The most prominent building
on the square is, of course, the Church of San Domenico
Maggiore (photo on left) . The church one sees today
incorporates a smaller, original church built on this
site in the tenth century, San Michele Arcangelo a
Morfisa, a Byzantine church that housed the Basilian
monastic order. The original entrance is still visible
to the left in the square at the top of an outside
stairway (seen in the next photo, below). After the
Schism between Rome and Constantinople, that church
became a Benedictine monastery in 1116 and then passed
to the Dominican order in 1221. Charles II of Anjou
began the extensive rebuilding that produced the Church
of San Domenico Maggiore. The work was done between 1283
and 1324, but the church has undergone extensive
modifications over the centuries, including one in 1670
that recast the structure in the style of the Baroque.
In the 19th century, however, the church was restored to
its original Gothic design.
Among the many artistic points of interest in the basilica is the frescoed ceiling by Francesco Solimena (1707), one of the most prominent of Neapolitan Baroque painters. The church also holds the tombs of a number of Aragonese princes from the fifteenth century. Other prominent figures repose here, as well: for example, Cardinal Fabrizio Ruffo, head of the loyalist Army of the Santa Fede, which brought down the Parthenopean Republic in 1799.
The monastery annexed to the church has been the home of prominent names in the history of religion and philosophy. It was the original seat of the University of Naples, where Thomas Aquinas, a former monk at San Domenico Maggiore, returned to teach theology in 1272. As well, the philosopher monk, Giordano Bruno, lived here before setting off on his wanderings as an itinerant teacher.The side of San Domenico Maggiore on the square is actually the front of the church, meaning that if you go in that entrance you come up next to the altar, itself. The main entrance, from the back, opens onto a courtyard within the monastery, itself, and is generally not open.
The present-day
form of the square took shape between the 15th and 19th
centuries, starting with work done by the Aragonese, who
transformed it into one of the most important centers in
the city. Bounding the square are a number of prominent
buildings in the medieval and, later, Spanish history of
the city.
Next
to the stairway on the left as you face the church
is Palazzo Balzo, now called Palazzo
Petrucci (photo on right). Its origins are in the
early 14th century as a residence of nobility connected
with the move of the Angevin dynasty from Sicily to
Naples. It passed into the hands of Petrucci in the
mid-1400s. Petrucci enjoyed the favor of Ferrante, the
Aragonese ruler of Naples, until he joined the so-called
"Barons' revolt" of 1485. He was executed by
decapitation. The building has changed hands many times
since then, and the only real remnant of the 14th
century seems to be the main portal.
On
the other side of the square is the Palazzo Sangro
di Sansevero (photo on left), built in the middle
of the 16th century. The Palazzo was built in the second
half of the 1500s at the behest of Paolo di Sangro. The
simple facade was embellished in 1621 and is the one we
see today. Over the ornate portals is the crest of the
Sangro di Severo family. The most famous of the family
is Raimondo di Sangro, Prince of
Sansevero (1710-71), whose scientific and
technological research earned him an excommunication and
reputation for sorcery.
The building is one
of those in Naples said to be haunted! In 1590, prince Carlo Gesualdo, famous
composer of madrigals, lived in that building and there
he killed his wife, Maria d’Avalos, and her young lover,
don Fabrizio Carafa. They say that Gesualdo then killed
his own tiny son because of a resemblance, real or
imagined, to his wife's lover. (Note "they say"--it's a
rumor. Please see this
footnote to the Gesualdo entry.) After the
murders, Gesualdo went on to compose some of the most
beautiful and innovative pieces in the madrigal
repertoire. He married a second time and died in Naples
in 1613. Tradition says that the ghost of his murdered
wife still walks the halls of the building.

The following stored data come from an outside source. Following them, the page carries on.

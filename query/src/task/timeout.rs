use parking_lot::Mutex;
use std::time::Duration;
use tokio_util::sync::CancellationToken;

use crate::runtime::RuntimeContext;

/// A resettable timer slot. Scheduling replaces whatever was pending; the
/// replaced task wakes up on its cancellation token and exits.
#[derive(Default)]
pub(crate) struct Timeout {
  token: Mutex<Option<CancellationToken>>,
}

impl Timeout {
  /// Runs `f` once after `delay`.
  pub(crate) fn schedule<F>(&self, ctx: &RuntimeContext, delay: Duration, f: F)
  where
    F: FnOnce() + Send + 'static,
  {
    let token = self.rearm();
    ctx.spawn(async move {
      tokio::select! {
        biased;
        _ = token.cancelled() => {}
        _ = tokio::time::sleep(delay) => f(),
      }
    });
  }

  /// Runs `f` every `period` until cleared or rescheduled.
  pub(crate) fn repeat<F>(&self, ctx: &RuntimeContext, period: Duration, f: F)
  where
    F: Fn() + Send + 'static,
  {
    let token = self.rearm();
    ctx.spawn(async move {
      let mut ticker = tokio::time::interval_at(tokio::time::Instant::now() + period, period);
      loop {
        tokio::select! {
          biased;
          _ = token.cancelled() => return,
          _ = ticker.tick() => f(),
        }
      }
    });
  }

  pub(crate) fn clear(&self) {
    if let Some(token) = self.token.lock().take() {
      token.cancel();
    }
  }

  fn rearm(&self) -> CancellationToken {
    let token = CancellationToken::new();
    if let Some(previous) = self.token.lock().replace(token.clone()) {
      previous.cancel();
    }
    token
  }
}

impl Drop for Timeout {
  fn drop(&mut self) {
    self.clear();
  }
}

#[cfg(test)]
mod tests {
  use super::*;
  use crate::connectivity::{FocusManager, OnlineManager};
  use crate::notify::NotifyManager;
  use crate::runtime::TokioSpawner;
  use std::sync::atomic::{AtomicUsize, Ordering};
  use std::sync::Arc;

  fn ctx() -> RuntimeContext {
    RuntimeContext {
      spawner: Arc::new(TokioSpawner::new()),
      notify: NotifyManager::new(),
      focus: FocusManager::new(),
      online: OnlineManager::new(),
    }
  }

  #[tokio::test(start_paused = true)]
  async fn rescheduling_replaces_pending_timer() {
    let ctx = ctx();
    let timeout = Timeout::default();
    let fired = Arc::new(AtomicUsize::new(0));

    let f = fired.clone();
    timeout.schedule(&ctx, Duration::from_millis(10), move || {
      f.fetch_add(1, Ordering::SeqCst);
    });
    let f = fired.clone();
    timeout.schedule(&ctx, Duration::from_millis(30), move || {
      f.fetch_add(10, Ordering::SeqCst);
    });

    tokio::time::sleep(Duration::from_millis(20)).await;
    assert_eq!(fired.load(Ordering::SeqCst), 0);
    tokio::time::sleep(Duration::from_millis(20)).await;
    assert_eq!(fired.load(Ordering::SeqCst), 10);
  }

  #[tokio::test(start_paused = true)]
  async fn repeat_runs_until_cleared() {
    let ctx = ctx();
    let timeout = Timeout::default();
    let ticks = Arc::new(AtomicUsize::new(0));

    let t = ticks.clone();
    timeout.repeat(&ctx, Duration::from_millis(10), move || {
      t.fetch_add(1, Ordering::SeqCst);
    });
    tokio::time::sleep(Duration::from_millis(35)).await;
    assert_eq!(ticks.load(Ordering::SeqCst), 3);

    timeout.clear();
    tokio::time::sleep(Duration::from_millis(50)).await;
    assert_eq!(ticks.load(Ordering::SeqCst), 3);
  }
}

The famous chapel of Sansevero is off the square in back of the Palazzo, itself, and is more properly named the Chapel of Santa Maria della Pietà, or Pietatella. It dates back to 1590 when the Sansevero family had a private chapel built in what were then the gardens of the nearby family residence, the Palazzo Sansevero. Definitive form was given to the chapel by Raimondo di Sangro, famous Prince of Sansevero, whose patronage added the frescoes and sculpture, which would turn the chapel into a harmonious and integral manifestation of religious faith of the eighteenth century. Unique and world famous, of course, is the statue of the Veiled Christ (photo on left), sculpted by Giuseppe Sanmartino in 1753.
The Palazzo
Sangro di Sansevero is flanked by Palazzo
Saluzzo di Corigliano (photo on right, red
building on left), the building on the corner of
Spaccanapoli. Palazzo Corigliano got its name in
the 1700s from its most famous tenant, Duke Augustino di
Corigliano, but is much older than that. Construction
started on Palazzo Corigliano in 1506,at the
very beginning of the Spanish viceroyship in Naples.
Sources from the 1600s and 1700s refer to it as one of
the first truly modern buildings in the city.
Originally, the building had two stories, but a third
was added in the 1700s by the owner, Agostino Saluzzo.
Almost all of the sculpture and decorative murals within
Palazzo Corigliano stem from the 1730s.
Spectacular and representative as they are of the
period, they are considered virtually in a class by
themselves in Naples. Quite recently, after extensive
renovation, Palazzo Coriglno has served to house
some departments of the Orientale University of Naples.
The square is
closed on the south side by the Palazzo
Casacalenda, an 18th century building erected on
the site of an ancient Greek temple, remnants of which
can be seen within the courtyard.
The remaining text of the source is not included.